#### Aim of the task
Some lines in the material below hold the word "stderr". Copy all of them.
------------------------
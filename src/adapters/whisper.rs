//! Whisper transcription backend.
//!
//! Shells out to a local whisper binary and reads its JSON output. The
//! binary is resolved at construction so a missing install fails the
//! whole process at startup rather than per file.

use std::path::{Path, PathBuf};
use std::process::Stdio;

use anyhow::{Context, Result};
use async_trait::async_trait;
use serde::Deserialize;
use tokio::process::Command;

use super::Transcriber;

const DEFAULT_WHISPER_PATH: &str = "/opt/homebrew/bin/whisper";

/// Whisper output JSON structure
#[derive(Debug, Deserialize)]
struct WhisperOutput {
    text: String,
}

/// Transcriber backed by a local whisper binary.
#[derive(Debug)]
pub struct WhisperTranscriber {
    binary: PathBuf,
    model: String,
}

impl WhisperTranscriber {
    /// Resolve the whisper binary (WHISPER_PATH env or the default
    /// install location) and fail fast if it is not there.
    pub fn new(model: &str) -> Result<Self> {
        let binary = std::env::var("WHISPER_PATH")
            .map(PathBuf::from)
            .unwrap_or_else(|_| PathBuf::from(DEFAULT_WHISPER_PATH));

        if !binary.exists() {
            anyhow::bail!(
                "Whisper binary not found at {} (set WHISPER_PATH to override)",
                binary.display()
            );
        }

        tracing::info!(model, "Transcription engine ready: {}", binary.display());

        Ok(Self {
            binary,
            model: model.to_string(),
        })
    }
}

#[async_trait]
impl Transcriber for WhisperTranscriber {
    async fn transcribe(&self, audio_path: &Path) -> Result<String> {
        tracing::info!("Starting transcription of {}", audio_path.display());

        // Scratch dir for whisper's JSON output
        let temp_dir = tempfile::tempdir().context("Failed to create temp dir")?;

        let output = Command::new(&self.binary)
            .arg(audio_path)
            .arg("--model")
            .arg(&self.model)
            .arg("--output_dir")
            .arg(temp_dir.path())
            .arg("--output_format")
            .arg("json")
            .stdout(Stdio::piped())
            .stderr(Stdio::piped())
            .output()
            .await
            .context("Failed to run whisper")?;

        if !output.status.success() {
            let stderr = String::from_utf8_lossy(&output.stderr);
            anyhow::bail!("Whisper failed: {}", stderr.trim());
        }

        let stem = audio_path.file_stem().unwrap_or_default().to_string_lossy();
        let json_path = temp_dir.path().join(format!("{stem}.json"));

        let json_content = tokio::fs::read_to_string(&json_path)
            .await
            .context("Failed to read whisper output")?;

        let whisper: WhisperOutput =
            serde_json::from_str(&json_content).context("Failed to parse whisper JSON")?;

        let text = whisper.text.trim().to_string();
        if text.is_empty() {
            tracing::warn!("Transcription of {} is empty", audio_path.display());
        } else {
            tracing::info!("Transcription completed ({} chars)", text.len());
        }

        Ok(text)
    }
}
------------------------
#### Output for this exercise
            .stderr(Stdio::piped())
            let stderr = String::from_utf8_lossy(&output.stderr);
            anyhow::bail!("Whisper failed: {}", stderr.trim());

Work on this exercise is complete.